In the listing below, look for "snapshot" and copy every line that has it.

━━━━━━

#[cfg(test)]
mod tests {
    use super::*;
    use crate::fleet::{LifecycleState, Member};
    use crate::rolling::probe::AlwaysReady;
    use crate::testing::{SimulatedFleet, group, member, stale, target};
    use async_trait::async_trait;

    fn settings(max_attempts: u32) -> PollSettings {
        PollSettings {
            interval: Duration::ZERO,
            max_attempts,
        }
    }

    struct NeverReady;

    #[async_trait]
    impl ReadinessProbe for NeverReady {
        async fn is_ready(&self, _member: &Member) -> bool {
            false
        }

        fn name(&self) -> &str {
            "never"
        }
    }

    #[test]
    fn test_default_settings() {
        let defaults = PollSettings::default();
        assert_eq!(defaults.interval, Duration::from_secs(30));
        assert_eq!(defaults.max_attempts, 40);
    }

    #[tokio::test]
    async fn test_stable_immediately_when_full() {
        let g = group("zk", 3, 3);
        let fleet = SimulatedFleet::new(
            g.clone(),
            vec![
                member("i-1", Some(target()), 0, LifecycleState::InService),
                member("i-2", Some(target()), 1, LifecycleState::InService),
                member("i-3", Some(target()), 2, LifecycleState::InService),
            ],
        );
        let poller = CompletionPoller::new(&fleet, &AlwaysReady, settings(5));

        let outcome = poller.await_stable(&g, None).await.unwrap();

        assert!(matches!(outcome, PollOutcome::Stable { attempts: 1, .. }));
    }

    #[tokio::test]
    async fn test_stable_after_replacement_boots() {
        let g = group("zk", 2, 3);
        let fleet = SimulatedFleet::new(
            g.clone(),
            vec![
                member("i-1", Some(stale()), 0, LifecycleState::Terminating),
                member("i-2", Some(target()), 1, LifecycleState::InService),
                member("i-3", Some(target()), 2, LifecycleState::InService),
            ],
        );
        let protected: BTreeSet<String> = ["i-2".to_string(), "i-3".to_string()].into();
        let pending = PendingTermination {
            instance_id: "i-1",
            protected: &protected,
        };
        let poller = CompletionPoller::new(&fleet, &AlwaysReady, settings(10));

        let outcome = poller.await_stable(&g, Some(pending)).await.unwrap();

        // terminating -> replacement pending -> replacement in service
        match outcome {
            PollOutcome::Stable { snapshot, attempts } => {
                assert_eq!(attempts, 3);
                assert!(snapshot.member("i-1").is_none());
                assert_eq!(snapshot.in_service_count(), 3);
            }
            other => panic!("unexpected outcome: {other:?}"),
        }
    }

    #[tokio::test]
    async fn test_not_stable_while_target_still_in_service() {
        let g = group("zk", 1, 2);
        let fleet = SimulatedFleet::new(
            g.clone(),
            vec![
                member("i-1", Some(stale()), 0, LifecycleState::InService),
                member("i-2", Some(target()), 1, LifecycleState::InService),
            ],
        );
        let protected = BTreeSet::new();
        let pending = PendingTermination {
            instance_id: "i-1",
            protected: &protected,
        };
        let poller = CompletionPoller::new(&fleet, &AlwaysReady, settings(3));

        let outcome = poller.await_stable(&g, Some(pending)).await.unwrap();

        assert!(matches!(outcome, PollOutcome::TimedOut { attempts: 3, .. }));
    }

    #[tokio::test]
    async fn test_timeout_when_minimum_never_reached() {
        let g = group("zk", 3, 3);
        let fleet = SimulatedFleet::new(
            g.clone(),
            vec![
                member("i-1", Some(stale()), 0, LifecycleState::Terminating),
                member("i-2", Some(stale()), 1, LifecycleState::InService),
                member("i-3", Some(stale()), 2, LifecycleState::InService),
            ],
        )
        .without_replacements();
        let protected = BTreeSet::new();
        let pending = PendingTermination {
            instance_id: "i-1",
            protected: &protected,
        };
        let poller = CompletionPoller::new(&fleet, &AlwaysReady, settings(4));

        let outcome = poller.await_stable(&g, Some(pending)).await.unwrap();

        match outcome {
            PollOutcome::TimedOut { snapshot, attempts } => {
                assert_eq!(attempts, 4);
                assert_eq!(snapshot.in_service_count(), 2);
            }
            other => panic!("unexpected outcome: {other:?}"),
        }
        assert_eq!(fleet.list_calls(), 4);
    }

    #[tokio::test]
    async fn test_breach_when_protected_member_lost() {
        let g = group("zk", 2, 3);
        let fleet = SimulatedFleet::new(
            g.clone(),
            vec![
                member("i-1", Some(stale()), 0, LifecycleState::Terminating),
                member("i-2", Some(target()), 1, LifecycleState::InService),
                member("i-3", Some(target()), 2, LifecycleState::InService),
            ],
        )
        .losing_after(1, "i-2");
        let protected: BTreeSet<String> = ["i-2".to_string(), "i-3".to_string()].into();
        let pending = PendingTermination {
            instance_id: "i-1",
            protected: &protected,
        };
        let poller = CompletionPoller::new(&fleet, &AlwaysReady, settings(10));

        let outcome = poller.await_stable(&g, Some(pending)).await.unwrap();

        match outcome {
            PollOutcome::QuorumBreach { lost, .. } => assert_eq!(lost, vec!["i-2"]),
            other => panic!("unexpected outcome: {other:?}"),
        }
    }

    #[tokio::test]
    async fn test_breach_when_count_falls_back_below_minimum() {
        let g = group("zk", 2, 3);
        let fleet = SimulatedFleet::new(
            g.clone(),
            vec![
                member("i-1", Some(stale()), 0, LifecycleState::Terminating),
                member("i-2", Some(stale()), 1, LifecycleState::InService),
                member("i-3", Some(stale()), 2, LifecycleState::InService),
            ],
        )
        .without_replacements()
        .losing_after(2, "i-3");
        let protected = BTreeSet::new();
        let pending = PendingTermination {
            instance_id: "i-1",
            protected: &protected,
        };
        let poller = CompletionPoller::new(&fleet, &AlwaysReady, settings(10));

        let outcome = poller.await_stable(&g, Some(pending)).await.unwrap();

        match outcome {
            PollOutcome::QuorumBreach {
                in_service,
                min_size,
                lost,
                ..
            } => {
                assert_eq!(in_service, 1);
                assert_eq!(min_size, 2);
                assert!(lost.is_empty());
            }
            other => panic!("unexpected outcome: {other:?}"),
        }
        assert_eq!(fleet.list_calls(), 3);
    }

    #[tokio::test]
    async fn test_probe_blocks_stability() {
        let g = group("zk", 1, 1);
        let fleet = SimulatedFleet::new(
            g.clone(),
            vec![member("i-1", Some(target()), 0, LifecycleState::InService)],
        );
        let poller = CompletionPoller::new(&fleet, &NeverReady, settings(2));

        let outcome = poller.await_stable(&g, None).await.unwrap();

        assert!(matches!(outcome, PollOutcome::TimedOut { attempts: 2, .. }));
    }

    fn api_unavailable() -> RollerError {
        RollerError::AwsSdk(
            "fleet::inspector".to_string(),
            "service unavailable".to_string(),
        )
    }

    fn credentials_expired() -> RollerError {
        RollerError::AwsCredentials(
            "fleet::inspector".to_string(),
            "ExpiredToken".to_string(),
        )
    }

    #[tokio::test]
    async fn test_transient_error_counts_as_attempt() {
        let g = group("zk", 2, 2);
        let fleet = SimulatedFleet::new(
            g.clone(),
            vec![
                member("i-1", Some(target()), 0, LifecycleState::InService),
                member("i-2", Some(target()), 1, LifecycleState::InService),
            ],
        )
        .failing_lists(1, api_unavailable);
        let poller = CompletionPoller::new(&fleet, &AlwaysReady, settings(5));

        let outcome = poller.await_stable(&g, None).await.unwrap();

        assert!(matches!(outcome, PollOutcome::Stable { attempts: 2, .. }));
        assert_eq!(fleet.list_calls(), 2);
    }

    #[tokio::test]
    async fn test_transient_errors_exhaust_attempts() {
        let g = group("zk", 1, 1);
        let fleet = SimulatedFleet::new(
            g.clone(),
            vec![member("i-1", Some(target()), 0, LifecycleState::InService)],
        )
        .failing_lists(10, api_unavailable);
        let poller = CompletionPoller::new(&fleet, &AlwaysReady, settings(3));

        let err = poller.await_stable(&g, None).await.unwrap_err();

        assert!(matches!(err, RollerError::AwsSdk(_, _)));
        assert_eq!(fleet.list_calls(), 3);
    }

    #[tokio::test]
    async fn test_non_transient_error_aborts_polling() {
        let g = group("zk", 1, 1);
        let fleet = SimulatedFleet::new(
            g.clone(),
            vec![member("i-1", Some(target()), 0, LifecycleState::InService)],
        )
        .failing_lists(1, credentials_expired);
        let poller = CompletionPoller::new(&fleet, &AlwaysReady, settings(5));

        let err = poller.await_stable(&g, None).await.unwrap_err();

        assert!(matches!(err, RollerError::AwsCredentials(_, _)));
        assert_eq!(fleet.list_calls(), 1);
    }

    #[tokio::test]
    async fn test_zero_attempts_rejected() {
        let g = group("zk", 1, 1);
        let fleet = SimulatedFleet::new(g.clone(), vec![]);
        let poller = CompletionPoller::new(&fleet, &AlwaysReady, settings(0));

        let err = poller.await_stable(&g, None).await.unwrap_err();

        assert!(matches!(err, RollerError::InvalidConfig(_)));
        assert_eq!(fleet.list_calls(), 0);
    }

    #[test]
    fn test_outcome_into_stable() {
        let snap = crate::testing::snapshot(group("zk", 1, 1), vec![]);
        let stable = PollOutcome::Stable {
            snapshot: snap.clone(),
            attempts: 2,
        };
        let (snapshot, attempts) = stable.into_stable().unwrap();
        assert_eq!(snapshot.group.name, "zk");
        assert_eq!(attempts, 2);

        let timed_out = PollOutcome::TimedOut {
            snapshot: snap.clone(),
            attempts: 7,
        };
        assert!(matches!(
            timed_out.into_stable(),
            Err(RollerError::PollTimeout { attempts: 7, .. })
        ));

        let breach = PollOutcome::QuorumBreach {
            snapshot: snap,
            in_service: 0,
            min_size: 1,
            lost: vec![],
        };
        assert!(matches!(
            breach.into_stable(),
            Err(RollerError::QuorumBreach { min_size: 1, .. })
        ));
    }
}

━━━━━━

ANSWER:
            PollOutcome::Stable { snapshot, attempts } => {
                assert!(snapshot.member("i-1").is_none());
                assert_eq!(snapshot.in_service_count(), 3);
            PollOutcome::TimedOut { snapshot, attempts } => {
                assert_eq!(snapshot.in_service_count(), 2);
        let snap = crate::testing::snapshot(group("zk", 1, 1), vec![]);
            snapshot: snap.clone(),
        let (snapshot, attempts) = stable.into_stable().unwrap();
        assert_eq!(snapshot.group.name, "zk");
            snapshot: snap.clone(),
            snapshot: snap,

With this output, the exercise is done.